総裁選には国民の声が届かない仕組み

 裏金問題で「結党以来の危機」に直面して支持率が最低水準に落ち込み、次の総選挙で政権交代の可能性も出てきたのに、旧態依然のまま。派閥を解消すると言いながら、実際には、総裁選の推薦人集めなどをめぐって、今も旧派閥の仲間が集まる会合が頻繁に行われていることは周知の事実だ。

 岸田首相は、裏金問題への批判を受けて、「火の玉になって」あるいは「命懸けで」改革に取り組む姿勢を示したが、国民の声によって総裁を選ぶという最も基本的なことに後ろ向きのままというのはどういうことなのか。

 どう考えても納得できる理由は見つからない。

 ここまでは、自民党総裁選びについて述べたが、政権交代を目指す野党の筆頭である立憲民主党もまたこの9月に代表選を迎える。立憲の代表選びは、自民党とは違い、党員の声を反映したものになっていると思う人が多いかもしれない。

 しかし実は、それは全くの間違いだ。

 立憲の代表選では、自民党同様20人の推薦人が必要だ。国会議員の数では136人で自民党の約半分だから、推薦人集めのハードルは2倍高いと言っても良い。若手議員が立候補するのは極めて難しいという状況になっている。地方議員のウェイトが高い分だけ地方の声が反映されると言えるが、一般の党員票が全体の4分の1にしかカウントされないという点では、自民党より悪いと言っても良い。

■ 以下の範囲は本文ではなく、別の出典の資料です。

//! Randomized placement of gems, the key and pursuer origins.
use rand::Rng;
use tracing::debug;

use crate::{Position, error::PlacementError, map::Grid, maze::Maze};

/// Rejection-sampling attempts per cell before switching to an exhaustive
/// draw over the remaining candidates.
const ATTEMPTS_PER_CELL: usize = 8;

/// Picks cells for the items of a new session.
///
/// Tracks which cells are already taken by gems and pursuer origins so later
/// draws never overlap earlier ones.
#[derive(Debug, Clone)]
pub struct ItemPlacer {
    gem_cells: Grid<bool>,
    pursuer_cells: Grid<bool>,
}

impl ItemPlacer {
    pub fn new(maze: &Maze) -> Self {
        Self {
            gem_cells: Grid::new(maze.width(), maze.height()),
            pursuer_cells: Grid::new(maze.width(), maze.height()),
        }
    }

    /// Places `count` gems on distinct cells.
    pub fn place_gems<R: Rng + ?Sized>(
        &mut self,
        count: usize,
        rng: &mut R,
    ) -> Result<Vec<Position>, PlacementError> {
        let mut placed = Vec::with_capacity(count);
        for _ in 0..count {
            let gem_cells = &self.gem_cells;
            let pos = sample_cell(gem_cells.width(), gem_cells.height(), rng, |pos| {
                !gem_cells[pos]
            })
            .ok_or(PlacementError::NotEnoughCells {
                item: "gems",
                requested: count,
                available: placed.len(),
            })?;
            self.gem_cells[pos] = true;
            placed.push(pos);
        }
        debug!(gems = placed.len(), "gems placed");
        Ok(placed)
    }

    /// Any cell at all; the key may share a cell with a gem.
    pub fn place_key<R: Rng + ?Sized>(&self, rng: &mut R) -> Position {
        let (width, height) = (self.gem_cells.width(), self.gem_cells.height());
        Position {
            x: rng.random_range(0..width),
            y: rng.random_range(0..height),
        }
    }

    /// Places `count` pursuer origins away from gems, the start and the door,
    /// at manhattan distance of at least `min_distance` from `start`.
    pub fn place_pursuers<R: Rng + ?Sized>(
        &mut self,
        count: usize,
        start: Position,
        door: Position,
        min_distance: usize,
        rng: &mut R,
    ) -> Result<Vec<Position>, PlacementError> {
        let mut placed = Vec::with_capacity(count);
        for _ in 0..count {
            let gem_cells = &self.gem_cells;
            let pursuer_cells = &self.pursuer_cells;
            let eligible = |pos: Position| {
                !gem_cells[pos]
                    && !pursuer_cells[pos]
                    && pos != start
                    && pos != door
                    && pos.manhattan_distance(&start) >= min_distance
            };
            let pos = sample_cell(gem_cells.width(), gem_cells.height(), rng, eligible).ok_or(
                PlacementError::NotEnoughCells {
                    item: "pursuers",
                    requested: count,
                    available: placed.len(),
                },
            )?;
            self.pursuer_cells[pos] = true;
            placed.push(pos);
        }
        debug!(pursuers = placed.len(), min_distance, "pursuers placed");
        Ok(placed)
    }
}

/// Draws a uniformly random cell satisfying `eligible`.
///
/// Tries rejection sampling first; once the attempt budget is spent, falls
/// back to picking among the enumerated candidates, and gives up only when
/// there are none.
fn sample_cell<R, F>(width: usize, height: usize, rng: &mut R, eligible: F) -> Option<Position>
where
    R: Rng + ?Sized,
    F: Fn(Position) -> bool,
{
    let cells = width * height;
    if cells == 0 {
        return None;
    }
    for _ in 0..cells * ATTEMPTS_PER_CELL {
        let pos = Position {
            x: rng.random_range(0..width),
            y: rng.random_range(0..height),
        };
        if eligible(pos) {
            return Some(pos);
        }
    }
    let candidates: Vec<Position> = (0..cells)
        .map(|index| Position {
            x: index % width,
            y: index / width,
        })
        .filter(|&pos| eligible(pos))
        .collect();
    if candidates.is_empty() {
        None
    } else {
        Some(candidates[rng.random_range(0..candidates.len())])
    }
}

 さらに1回目の投票で過半数を取る候補者がなかった場合には、上位二人による決選投票になるが、票数の配分では、国会議員(一人2票)・公認予定者(一人1票)と都道府県連が各1票となるので、一般党員の声は自民党よりも小さい割合に縮小されてしまう。

 つまり、国会議員の数がかなり違うという点を除けば、構造的に一般党員の声に反する代表選びが行われる可能性の高い仕組みになっているという意味では自民党より悪いと言われても仕方のない仕組みになっているのだ。

 私は、かねて、立憲の若手議員の中に、潜在的能力で党の幹部を凌ぐ議員がいると主張している。しかし、このような代表選の仕組みでは、国民の前で堂々と幹部議員と議論を戦わせる場が与えられない。